Transcribe only part of the material below: the lines from the one containing "pub struct DecodeArgs" through the one containing "pub struct EncodeArgs", inclusive, exactly as written.
::::
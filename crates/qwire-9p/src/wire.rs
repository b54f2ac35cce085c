//! Little-endian field primitives shared by every 9P2000 message.

use bytes::{Buf, BufMut, BytesMut};

use crate::error::{CodecError, Result};

/// Bounds-checked cursor over a message body.
pub(crate) struct WireReader<'a> {
    buf: &'a [u8],
}

impl<'a> WireReader<'a> {
    pub(crate) fn new(buf: &'a [u8]) -> Self {
        Self { buf }
    }

    fn ensure(&self, needed: usize) -> Result<()> {
        if self.buf.remaining() < needed {
            return Err(CodecError::Truncated {
                needed,
                remaining: self.buf.remaining(),
            });
        }
        Ok(())
    }

    pub(crate) fn u8(&mut self) -> Result<u8> {
        self.ensure(1)?;
        Ok(self.buf.get_u8())
    }

    pub(crate) fn u16(&mut self) -> Result<u16> {
        self.ensure(2)?;
        Ok(self.buf.get_u16_le())
    }

    pub(crate) fn u32(&mut self) -> Result<u32> {
        self.ensure(4)?;
        Ok(self.buf.get_u32_le())
    }

    pub(crate) fn u64(&mut self) -> Result<u64> {
        self.ensure(8)?;
        Ok(self.buf.get_u64_le())
    }

    /// Take the next `len` bytes as a sub-slice.
    pub(crate) fn take(&mut self, len: usize) -> Result<&'a [u8]> {
        self.ensure(len)?;
        let (head, tail) = self.buf.split_at(len);
        self.buf = tail;
        Ok(head)
    }

    /// `len[2]` followed by UTF-8 bytes.
    pub(crate) fn string(&mut self) -> Result<String> {
        let len = self.u16()? as usize;
        let raw = self.take(len)?;
        std::str::from_utf8(raw)
            .map(str::to_owned)
            .map_err(|_| CodecError::InvalidUtf8)
    }

    /// `count[4]` followed by opaque bytes.
    pub(crate) fn data(&mut self) -> Result<Vec<u8>> {
        let len = self.u32()? as usize;
        Ok(self.take(len)?.to_vec())
    }

    pub(crate) fn remaining(&self) -> usize {
        self.buf.len()
    }

    /// Require that every byte has been consumed.
    pub(crate) fn finish(self) -> Result<()> {
        match self.buf.len() {
            0 => Ok(()),
            n => Err(CodecError::TrailingBytes(n)),
        }
    }
}

pub(crate) fn put_string(dst: &mut BytesMut, value: &str) -> Result<()> {
    let len = u16::try_from(value.len()).map_err(|_| CodecError::StringTooLong(value.len()))?;
    dst.put_u16_le(len);
    dst.put_slice(value.as_bytes());
    Ok(())
}

pub(crate) fn put_data(dst: &mut BytesMut, value: &[u8]) -> Result<()> {
    let len = u32::try_from(value.len()).map_err(|_| CodecError::DataTooLong(value.len()))?;
    dst.put_u32_le(len);
    dst.put_slice(value);
    Ok(())
}

/// Encoded size of a string field, length prefix included.
pub(crate) fn string_size(value: &str) -> usize {
    2 + value.len()
}
//! 9P2000 message catalog for the qwire frame codec.
//!
//! This crate supplies what the framing core leaves open: the concrete
//! message variants, their body encodings, and the type id table. Bind it
//! with [`NINE_P_2000`], or build your own [`Codec`] with a different
//! [`FrameConfig`](qwire_frame::FrameConfig):
//!
//! ```
//! use qwire_9p::{registry, Message, Tclunk};
//! use qwire_frame::{Codec, FrameConfig, Protocol};
//!
//! let codec = Codec::with_config(registry(), FrameConfig { max_frame_size: 8192 });
//! let mut wire = Vec::new();
//! codec.encode(&mut wire, &Message::from(Tclunk { tag: 1, fid: 7 })).unwrap();
//! assert_eq!(wire.len(), 5 + 2 + 4);
//! ```

pub mod error;
pub mod message;
pub mod types;
mod wire;

use qwire_frame::{Codec, FnRegistry, MessageType};

pub use error::{CodecError, Result};
pub use message::{
    Message, Rattach, Rauth, Rclunk, Rcreate, Rerror, Rflush, Ropen, Rread, Rremove, Rstat,
    Rversion, Rwalk, Rwrite, Rwstat, Tattach, Tauth, Tclunk, Tcreate, Tflush, Topen, Tread,
    Tremove, Tstat, Tversion, Twalk, Twrite, Twstat,
};
pub use types::{Fid, Qid, Stat, Tag, MAXWELEM, NOFID, NOTAG, VERSION_9P2000};

/// The 9P2000 codec type.
pub type NineP2000 = Codec<FnRegistry<Message>>;

/// 9P2000 bound with the default frame configuration.
pub static NINE_P_2000: NineP2000 = Codec::new(registry());

/// The 9P2000 type registry.
pub const fn registry() -> FnRegistry<Message> {
    FnRegistry::new(classify, Message::empty)
}

fn classify(message: &Message) -> Option<MessageType> {
    Some(message.message_type())
}
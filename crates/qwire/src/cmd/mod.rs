use clap::{Args, Subcommand};
use std::path::PathBuf;

use qwire::frame::DEFAULT_MAX_FRAME_SIZE;

use crate::exit::CliResult;
use crate::output::OutputFormat;

pub mod decode;
pub mod encode;
pub mod version;

#[derive(Subcommand, Debug)]
pub enum Command {
    /// Decode 9P2000 frames and print the messages.
    Decode(DecodeArgs),
    /// Encode JSON-lines messages into 9P2000 frames.
    Encode(EncodeArgs),
    /// Show version information.
    Version(VersionArgs),
}

pub fn run(command: Command, format: OutputFormat) -> CliResult<i32> {
    match command {
        Command::Decode(args) => decode::run(args, format),
        Command::Encode(args) => encode::run(args),
        Command::Version(args) => version::run(args),
    }
}

#[derive(Args, Debug)]
pub struct DecodeArgs {
    /// File containing frames. Default: stdin.
    pub input: Option<PathBuf>,
    /// Stop after N messages.
    #[arg(long)]
    pub count: Option<usize>,
    /// Reject frames larger than this many bytes (header included).
    #[arg(long, default_value_t = DEFAULT_MAX_FRAME_SIZE)]
    pub max_frame_size: u32,
    /// Log and skip frames with an unknown message type instead of failing.
    #[arg(long)]
    pub skip_unknown: bool,
}

#[derive(Args, Debug)]
pub struct EncodeArgs {
    /// JSON-lines file, one message per line. Default: stdin.
    pub input: Option<PathBuf>,
    /// Write frames to this file instead of stdout.
    #[arg(long, short = 'o')]
    pub output: Option<PathBuf>,
}

#[derive(Args, Debug)]
pub struct VersionArgs {
    /// Show extended build provenance.
    #[arg(long)]
    pub extended: bool,
}
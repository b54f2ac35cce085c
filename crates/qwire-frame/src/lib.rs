//! Length-prefixed, type-tagged message framing.
//!
//! Every frame on the wire is:
//! - A 4-byte little-endian total size (header included)
//! - A 1-byte message type
//! - The message body (`size - 5` bytes)
//!
//! The framing core knows nothing about concrete messages. A protocol
//! catalog plugs in through [`TypeRegistry`] (type id <-> message) and the
//! [`Message`] trait (body encoding). Decoding is all-or-nothing: callers
//! get a complete message or an error, never a partial value.

pub mod codec;
pub mod error;
pub mod header;
pub mod message;
pub mod reader;
pub mod registry;
pub mod writer;

pub use codec::{Codec, FrameConfig, Protocol, DEFAULT_MAX_FRAME_SIZE};
pub use error::{FrameError, FramePart, Result};
pub use header::{decode_header, FrameHeader, MessageType, HEADER_SIZE};
pub use message::Message;
pub use reader::MessageReader;
pub use registry::{FnRegistry, TypeRegistry};
pub use writer::MessageWriter;
use std::io::{ErrorKind, Read, Write};

use bytes::{BufMut, BytesMut};
use tracing::{debug, trace};

use crate::error::{FrameError, FramePart, Result};
use crate::header::{decode_header, FrameHeader, MessageType, HEADER_SIZE};
use crate::message::Message;
use crate::registry::TypeRegistry;

/// Default maximum frame size (header included): 16 MiB.
pub const DEFAULT_MAX_FRAME_SIZE: u32 = 16 * 1024 * 1024;

/// Configuration for the frame codec.
#[derive(Debug, Clone, Copy, PartialEq, Eq)]
pub struct FrameConfig {
    /// Maximum total frame size in bytes, header included. Default: 16 MiB.
    pub max_frame_size: u32,
}

impl FrameConfig {
    pub const DEFAULT: Self = Self {
        max_frame_size: DEFAULT_MAX_FRAME_SIZE,
    };
}

impl Default for FrameConfig {
    fn default() -> Self {
        Self::DEFAULT
    }
}

/// A message encoder/decoder over byte streams.
pub trait Protocol {
    type Message;

    /// Decode one complete frame, header included, into a message.
    fn decode<R: Read + ?Sized>(&self, reader: &mut R) -> Result<Self::Message>;

    /// Encode one message as a complete frame.
    fn encode<W: Write + ?Sized>(&self, writer: &mut W, message: &Self::Message) -> Result<()>;
}

impl<P: Protocol + ?Sized> Protocol for &P {
    type Message = P::Message;

    fn decode<R: Read + ?Sized>(&self, reader: &mut R) -> Result<Self::Message> {
        (**self).decode(reader)
    }

    fn encode<W: Write + ?Sized>(&self, writer: &mut W, message: &Self::Message) -> Result<()> {
        (**self).encode(writer, message)
    }
}

/// Frame codec bound to a type registry.
///
/// Holds no mutable state: one instance can serve any number of streams
/// concurrently. A single stream must still have one reader and one
/// writer at a time.
#[derive(Debug, Clone, Copy)]
pub struct Codec<R> {
    registry: R,
    config: FrameConfig,
}

impl<R> Codec<R> {
    /// Create a codec with default configuration.
    pub const fn new(registry: R) -> Self {
        Self::with_config(registry, FrameConfig::DEFAULT)
    }

    /// Create a codec with explicit configuration.
    pub const fn with_config(registry: R, config: FrameConfig) -> Self {
        Self { registry, config }
    }

    /// The bound registry.
    pub fn registry(&self) -> &R {
        &self.registry
    }

    /// Current codec configuration.
    pub fn config(&self) -> &FrameConfig {
        &self.config
    }
}

impl<R: TypeRegistry> Codec<R> {
    /// Encode a message into a buffer as one complete frame.
    pub fn encode_to(&self, message: &R::Message, dst: &mut BytesMut) -> Result<()> {
        let message_type = self
            .registry
            .message_type(message)
            .ok_or(FrameError::UnregisteredMessage)?;

        let start = dst.len();
        dst.put_bytes(0, HEADER_SIZE);
        if let Err(err) = message.encode_body(dst) {
            dst.truncate(start);
            return Err(FrameError::Encode(Box::new(err)));
        }

        let total = dst.len() - start;
        let max = self.config.max_frame_size as usize;
        if total > max {
            dst.truncate(start);
            return Err(FrameError::FrameTooLarge { size: total, max });
        }

        let header = FrameHeader {
            size: total as u32,
            message_type,
        };
        dst[start..start + HEADER_SIZE].copy_from_slice(&header.to_bytes());
        Ok(())
    }

    fn resolve(&self, message_type: MessageType) -> Result<R::Message> {
        self.registry
            .empty_message(message_type)
            .ok_or(FrameError::UnknownMessageType(message_type))
    }
}
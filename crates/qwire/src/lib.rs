//! Length-prefixed 9P message framing.
//!
//! # Crate Structure
//!
//! - [`frame`]: framing core (header codec, type registry, frame codec)
//! - [`ninep`]: the 9P2000 message catalog
//!
//! The free [`decode`] and [`encode`] functions use the 9P2000 binding with
//! default configuration. Callers that need another catalog or a different
//! frame size limit build their own [`Codec`](frame::Codec) and call it
//! directly; nothing in this crate depends on the default.

use std::io::{Read, Write};

use qwire_9p::{Message, NineP2000, NINE_P_2000};
use qwire_frame::{Protocol, Result};

/// Re-export frame types.
pub mod frame {
    pub use qwire_frame::*;
}

/// Re-export 9P2000 catalog types.
pub mod ninep {
    pub use qwire_9p::*;
}

/// The process-wide default protocol (9P2000, default frame config).
pub fn default_protocol() -> &'static NineP2000 {
    &NINE_P_2000
}

/// Decode one frame from `reader` with the default protocol.
pub fn decode<R: Read + ?Sized>(reader: &mut R) -> Result<Message> {
    default_protocol().decode(reader)
}

/// Encode one frame to `writer` with the default protocol.
pub fn encode<W: Write + ?Sized>(writer: &mut W, message: &Message) -> Result<()> {
    default_protocol().encode(writer, message)
}
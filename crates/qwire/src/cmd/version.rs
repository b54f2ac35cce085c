use qwire::frame::{DEFAULT_MAX_FRAME_SIZE, HEADER_SIZE};
use qwire::ninep::VERSION_9P2000;

use crate::cmd::VersionArgs;
use crate::exit::{CliResult, SUCCESS};

pub fn run(args: VersionArgs) -> CliResult<i32> {
    if !args.extended {
        println!("qwire {}", env!("CARGO_PKG_VERSION"));
        return Ok(SUCCESS);
    }

    println!("name: qwire");
    println!("version: {}", env!("CARGO_PKG_VERSION"));
    println!("protocol: {VERSION_9P2000}");
    println!("header_size: {HEADER_SIZE}");
    println!("max_frame_size: {DEFAULT_MAX_FRAME_SIZE}");
    println!("target_os: {}", std::env::consts::OS);
    println!("target_arch: {}", std::env::consts::ARCH);
    println!(
        "build_target: {}",
        option_env!("QWIRE_BUILD_TARGET").unwrap_or("unknown")
    );
    println!("git_hash: {}", option_env!("GIT_HASH").unwrap_or("unknown"));

    Ok(SUCCESS)
}
use std::fmt;
use std::io::Read;

use bytes::{Buf, BufMut};

use crate::codec::read_full;
use crate::error::{FrameError, FramePart, Result};

/// Frame header: size (4) + type (1) = 5 bytes.
pub const HEADER_SIZE: usize = 5;

/// Wire discriminant identifying which message a frame body encodes.
#[derive(Debug, Clone, Copy, PartialEq, Eq, Hash, PartialOrd, Ord)]
pub struct MessageType(pub u8);

impl From<u8> for MessageType {
    fn from(value: u8) -> Self {
        Self(value)
    }
}

impl From<MessageType> for u8 {
    fn from(value: MessageType) -> Self {
        value.0
    }
}

impl fmt::Display for MessageType {
    fn fmt(&self, f: &mut fmt::Formatter<'_>) -> fmt::Result {
        write!(f, "{}", self.0)
    }
}

/// A decoded frame header.
///
/// ```text
/// ┌──────────────────┬──────────┬──────────────────────┐
/// │ Size (4B LE)     │ Type     │ Body                 │
/// │ header + body    │ (1B)     │ (Size - 5 bytes)     │
/// └──────────────────┴──────────┴──────────────────────┘
/// ```
#[derive(Debug, Clone, Copy, PartialEq, Eq)]
pub struct FrameHeader {
    /// Total frame size, header included.
    pub size: u32,
    /// Raw type identifier.
    pub message_type: MessageType,
}

impl FrameHeader {
    /// Parse a header from its 5 wire bytes. Never fails.
    pub fn parse(bytes: &[u8; HEADER_SIZE]) -> Self {
        let mut src = &bytes[..];
        let size = src.get_u32_le();
        let message_type = MessageType(src.get_u8());
        Self { size, message_type }
    }

    /// Serialize the header into its 5 wire bytes.
    pub fn to_bytes(&self) -> [u8; HEADER_SIZE] {
        let mut out = [0u8; HEADER_SIZE];
        let mut dst = &mut out[..];
        dst.put_u32_le(self.size);
        dst.put_u8(self.message_type.0);
        out
    }

    /// Body length declared by this header.
    ///
    /// Rejects sizes smaller than the header instead of wrapping around.
    pub fn body_len(&self) -> Result<usize> {
        match (self.size as usize).checked_sub(HEADER_SIZE) {
            Some(len) => Ok(len),
            None => Err(FrameError::InvalidFrame { size: self.size }),
        }
    }
}

/// Read exactly one header from the stream.
///
/// Consumes 5 bytes on success. On failure the bytes already read are not
/// given back; the stream should be considered unsynchronized.
pub fn decode_header<R: Read + ?Sized>(reader: &mut R) -> Result<FrameHeader> {
    let mut buf = [0u8; HEADER_SIZE];
    let read = read_full(reader, &mut buf)?;
    if read < HEADER_SIZE {
        return Err(FrameError::ShortRead {
            part: FramePart::Header,
            expected: HEADER_SIZE,
            read,
        });
    }
    Ok(FrameHeader::parse(&buf))
}
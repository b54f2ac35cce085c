//! The 9P2000 message catalog.
//!
//! Every body starts with `tag[2]`. Field layouts follow the Plan 9
//! `intro(5)` manual pages; integers are little-endian.

use bytes::{BufMut, BytesMut};
use qwire_frame::MessageType;
#[cfg(feature = "serde")]
use serde::{Deserialize, Serialize};

use crate::error::{CodecError, Result};
use crate::types::{put_stat_field, stat_field, Fid, Qid, Stat, Tag, MAXWELEM};
use crate::wire::{put_data, put_string, WireReader};

/// Body encoding for one message variant.
trait Body: Sized {
    fn encode(&self, dst: &mut BytesMut) -> Result<()>;
    fn decode(src: &mut WireReader<'_>) -> Result<Self>;
}

/// Declares a message struct whose body is `tag[2]` plus the listed
/// fixed-width or string fields, in order.
macro_rules! simple_body {
    (
        $(#[$meta:meta])*
        $name:ident { $($field:ident : $ty:ident),* $(,)? }
    ) => {
        $(#[$meta])*
        #[derive(Debug, Clone, Default, PartialEq, Eq)]
        #[cfg_attr(feature = "serde", derive(Serialize, Deserialize))]
        pub struct $name {
            pub tag: Tag,
            $(pub $field: simple_body!(@type $ty),)*
        }

        impl Body for $name {
            fn encode(&self, dst: &mut BytesMut) -> Result<()> {
                dst.put_u16_le(self.tag);
                $(simple_body!(@put dst, self.$field, $ty);)*
                Ok(())
            }

            fn decode(src: &mut WireReader<'_>) -> Result<Self> {
                Ok(Self {
                    tag: src.u16()?,
                    $($field: simple_body!(@get src, $ty),)*
                })
            }
        }
    };

    (@type u8) => { u8 };
    (@type u16) => { u16 };
    (@type u32) => { u32 };
    (@type u64) => { u64 };
    (@type string) => { String };
    (@type qid) => { Qid };

    (@put $dst:ident, $value:expr, u8) => { $dst.put_u8($value) };
    (@put $dst:ident, $value:expr, u16) => { $dst.put_u16_le($value) };
    (@put $dst:ident, $value:expr, u32) => { $dst.put_u32_le($value) };
    (@put $dst:ident, $value:expr, u64) => { $dst.put_u64_le($value) };
    (@put $dst:ident, $value:expr, string) => { put_string($dst, &$value)? };
    (@put $dst:ident, $value:expr, qid) => { $value.encode($dst) };

    (@get $src:ident, u8) => { $src.u8()? };
    (@get $src:ident, u16) => { $src.u16()? };
    (@get $src:ident, u32) => { $src.u32()? };
    (@get $src:ident, u64) => { $src.u64()? };
    (@get $src:ident, string) => { $src.string()? };
    (@get $src:ident, qid) => { Qid::decode($src)? };
}

simple_body! {
    /// Negotiate protocol version and maximum message size.
    Tversion { msize: u32, version: string }
}

simple_body! {
    /// Server's answer to `Tversion`.
    Rversion { msize: u32, version: string }
}

simple_body! {
    /// Establish an authentication fid.
    Tauth { afid: u32, uname: string, aname: string }
}

simple_body! {
    Rauth { aqid: qid }
}

simple_body! {
    /// Attach to a file tree as `uname`.
    Tattach { fid: u32, afid: u32, uname: string, aname: string }
}

simple_body! {
    Rattach { qid: qid }
}

simple_body! {
    /// Failure response to any request.
    Rerror { ename: string }
}

simple_body! {
    /// Abort the request tagged `oldtag`.
    Tflush { oldtag: u16 }
}

simple_body! {
    Rflush {}
}

simple_body! {
    Topen { fid: u32, mode: u8 }
}

simple_body! {
    Ropen { qid: qid, iounit: u32 }
}

simple_body! {
    /// Create `name` in the directory `fid` and open it.
    Tcreate { fid: u32, name: string, perm: u32, mode: u8 }
}

simple_body! {
    Rcreate { qid: qid, iounit: u32 }
}

simple_body! {
    Tread { fid: u32, offset: u64, count: u32 }
}

simple_body! {
    Rwrite { count: u32 }
}

simple_body! {
    /// Forget a fid.
    Tclunk { fid: u32 }
}

simple_body! {
    Rclunk {}
}

simple_body! {
    /// Remove the file and clunk the fid.
    Tremove { fid: u32 }
}

simple_body! {
    Rremove {}
}

simple_body! {
    Tstat { fid: u32 }
}

simple_body! {
    Rwstat {}
}

/// Walk `wnames` from `fid`, binding the result to `newfid`.
#[derive(Debug, Clone, Default, PartialEq, Eq)]
#[cfg_attr(feature = "serde", derive(Serialize, Deserialize))]
pub struct Twalk {
    pub tag: Tag,
    pub fid: Fid,
    pub newfid: Fid,
    pub wnames: Vec<String>,
}

impl Body for Twalk {
    fn encode(&self, dst: &mut BytesMut) -> Result<()> {
        let count = walk_count(self.wnames.len())?;
        dst.put_u16_le(self.tag);
        dst.put_u32_le(self.fid);
        dst.put_u32_le(self.newfid);
        dst.put_u16_le(count);
        for name in &self.wnames {
            put_string(dst, name)?;
        }
        Ok(())
    }

    fn decode(src: &mut WireReader<'_>) -> Result<Self> {
        let tag = src.u16()?;
        let fid = src.u32()?;
        let newfid = src.u32()?;
        let count = walk_count(src.u16()? as usize)?;
        let wnames = (0..count)
            .map(|_| src.string())
            .collect::<Result<Vec<_>>>()?;
        Ok(Self {
            tag,
            fid,
            newfid,
            wnames,
        })
    }
}

/// Qids of each successfully walked element.
#[derive(Debug, Clone, Default, PartialEq, Eq)]
#[cfg_attr(feature = "serde", derive(Serialize, Deserialize))]
pub struct Rwalk {
    pub tag: Tag,
    pub wqids: Vec<Qid>,
}

impl Body for Rwalk {
    fn encode(&self, dst: &mut BytesMut) -> Result<()> {
        let count = walk_count(self.wqids.len())?;
        dst.put_u16_le(self.tag);
        dst.put_u16_le(count);
        for qid in &self.wqids {
            qid.encode(dst);
        }
        Ok(())
    }

    fn decode(src: &mut WireReader<'_>) -> Result<Self> {
        let tag = src.u16()?;
        let count = walk_count(src.u16()? as usize)?;
        let wqids = (0..count)
            .map(|_| Qid::decode(src))
            .collect::<Result<Vec<_>>>()?;
        Ok(Self { tag, wqids })
    }
}

fn walk_count(len: usize) -> Result<u16> {
    if len > MAXWELEM {
        return Err(CodecError::TooManyWalkElements(len));
    }
    Ok(len as u16)
}

#[derive(Debug, Clone, Default, PartialEq, Eq)]
#[cfg_attr(feature = "serde", derive(Serialize, Deserialize))]
pub struct Rread {
    pub tag: Tag,
    pub data: Vec<u8>,
}

impl Body for Rread {
    fn encode(&self, dst: &mut BytesMut) -> Result<()> {
        dst.put_u16_le(self.tag);
        put_data(dst, &self.data)
    }

    fn decode(src: &mut WireReader<'_>) -> Result<Self> {
        Ok(Self {
            tag: src.u16()?,
            data: src.data()?,
        })
    }
}

#[derive(Debug, Clone, Default, PartialEq, Eq)]
#[cfg_attr(feature = "serde", derive(Serialize, Deserialize))]
pub struct Twrite {
    pub tag: Tag,
    pub fid: Fid,
    pub offset: u64,
    pub data: Vec<u8>,
}

impl Body for Twrite {
    fn encode(&self, dst: &mut BytesMut) -> Result<()> {
        dst.put_u16_le(self.tag);
        dst.put_u32_le(self.fid);
        dst.put_u64_le(self.offset);
        put_data(dst, &self.data)
    }

    fn decode(src: &mut WireReader<'_>) -> Result<Self> {
        Ok(Self {
            tag: src.u16()?,
            fid: src.u32()?,
            offset: src.u64()?,
            data: src.data()?,
        })
    }
}

#[derive(Debug, Clone, Default, PartialEq, Eq)]
#[cfg_attr(feature = "serde", derive(Serialize, Deserialize))]
pub struct Rstat {
    pub tag: Tag,
    pub stat: Stat,
}

impl Body for Rstat {
    fn encode(&self, dst: &mut BytesMut) -> Result<()> {
        dst.put_u16_le(self.tag);
        put_stat_field(dst, &self.stat)
    }

    fn decode(src: &mut WireReader<'_>) -> Result<Self> {
        Ok(Self {
            tag: src.u16()?,
            stat: stat_field(src)?,
        })
    }
}

/// Rewrite the metadata of `fid`.
#[derive(Debug, Clone, Default, PartialEq, Eq)]
#[cfg_attr(feature = "serde", derive(Serialize, Deserialize))]
pub struct Twstat {
    pub tag: Tag,
    pub fid: Fid,
    pub stat: Stat,
}

impl Body for Twstat {
    fn encode(&self, dst: &mut BytesMut) -> Result<()> {
        dst.put_u16_le(self.tag);
        dst.put_u32_le(self.fid);
        put_stat_field(dst, &self.stat)
    }

    fn decode(src: &mut WireReader<'_>) -> Result<Self> {
        Ok(Self {
            tag: src.u16()?,
            fid: src.u32()?,
            stat: stat_field(src)?,
        })
    }
}

/// Builds the closed [`Message`] enum and its type id table.
macro_rules! catalog {
    ($($name:ident = $id:literal,)+) => {
        /// Any 9P2000 message.
        #[derive(Debug, Clone, PartialEq, Eq)]
        #[cfg_attr(feature = "serde", derive(Serialize, Deserialize))]
        #[cfg_attr(feature = "serde", serde(tag = "type"))]
        pub enum Message {
            $($name($name),)+
        }

        impl Message {
            /// Wire type id of this message.
            pub fn message_type(&self) -> MessageType {
                match self {
                    $(Message::$name(_) => MessageType($id),)+
                }
            }

            /// A fresh empty message for `message_type`, or `None` if the
            /// id is not part of 9P2000.
            pub fn empty(message_type: MessageType) -> Option<Self> {
                match message_type.0 {
                    $($id => Some(Message::$name($name::default())),)+
                    _ => None,
                }
            }

            /// Variant name, e.g. `"Twalk"`.
            pub fn name(&self) -> &'static str {
                match self {
                    $(Message::$name(_) => stringify!($name),)+
                }
            }

            /// The message's tag.
            pub fn tag(&self) -> Tag {
                match self {
                    $(Message::$name(m) => m.tag,)+
                }
            }

            fn encode_variant(&self, dst: &mut BytesMut) -> Result<()> {
                match self {
                    $(Message::$name(m) => m.encode(dst),)+
                }
            }

            fn decode_variant(&self, src: &mut WireReader<'_>) -> Result<Self> {
                Ok(match self {
                    $(Message::$name(_) => Message::$name($name::decode(src)?),)+
                })
            }
        }

        $(
            impl From<$name> for Message {
                fn from(message: $name) -> Self {
                    Message::$name(message)
                }
            }
        )+
    };
}

catalog! {
    Tversion = 100,
    Rversion = 101,
    Tauth = 102,
    Rauth = 103,
    Tattach = 104,
    Rattach = 105,
    Rerror = 107,
    Tflush = 108,
    Rflush = 109,
    Twalk = 110,
    Rwalk = 111,
    Topen = 112,
    Ropen = 113,
    Tcreate = 114,
    Rcreate = 115,
    Tread = 116,
    Rread = 117,
    Twrite = 118,
    Rwrite = 119,
    Tclunk = 120,
    Rclunk = 121,
    Tremove = 122,
    Rremove = 123,
    Tstat = 124,
    Rstat = 125,
    Twstat = 126,
    Rwstat = 127,
}

impl Message {
    /// True for T-messages (client requests).
    pub fn is_request(&self) -> bool {
        self.message_type().0 % 2 == 0
    }
}

impl qwire_frame::Message for Message {
    type Tag = Tag;
    type Error = CodecError;

    fn encode_body(&self, dst: &mut BytesMut) -> Result<()> {
        self.encode_variant(dst)
    }

    fn decode_body(&mut self, src: &[u8]) -> Result<()> {
        let mut reader = WireReader::new(src);
        let decoded = self.decode_variant(&mut reader)?;
        reader.finish()?;
        *self = decoded;
        Ok(())
    }

    fn tag(&self) -> Tag {
        Message::tag(self)
    }
}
::::
**Task result**
pub struct DecodeArgs {
    /// File containing frames. Default: stdin.
    pub input: Option<PathBuf>,
    /// Stop after N messages.
    #[arg(long)]
    pub count: Option<usize>,
    /// Reject frames larger than this many bytes (header included).
    #[arg(long, default_value_t = DEFAULT_MAX_FRAME_SIZE)]
    pub max_frame_size: u32,
    /// Log and skip frames with an unknown message type instead of failing.
    #[arg(long)]
    pub skip_unknown: bool,
}

#[derive(Args, Debug)]
pub struct EncodeArgs {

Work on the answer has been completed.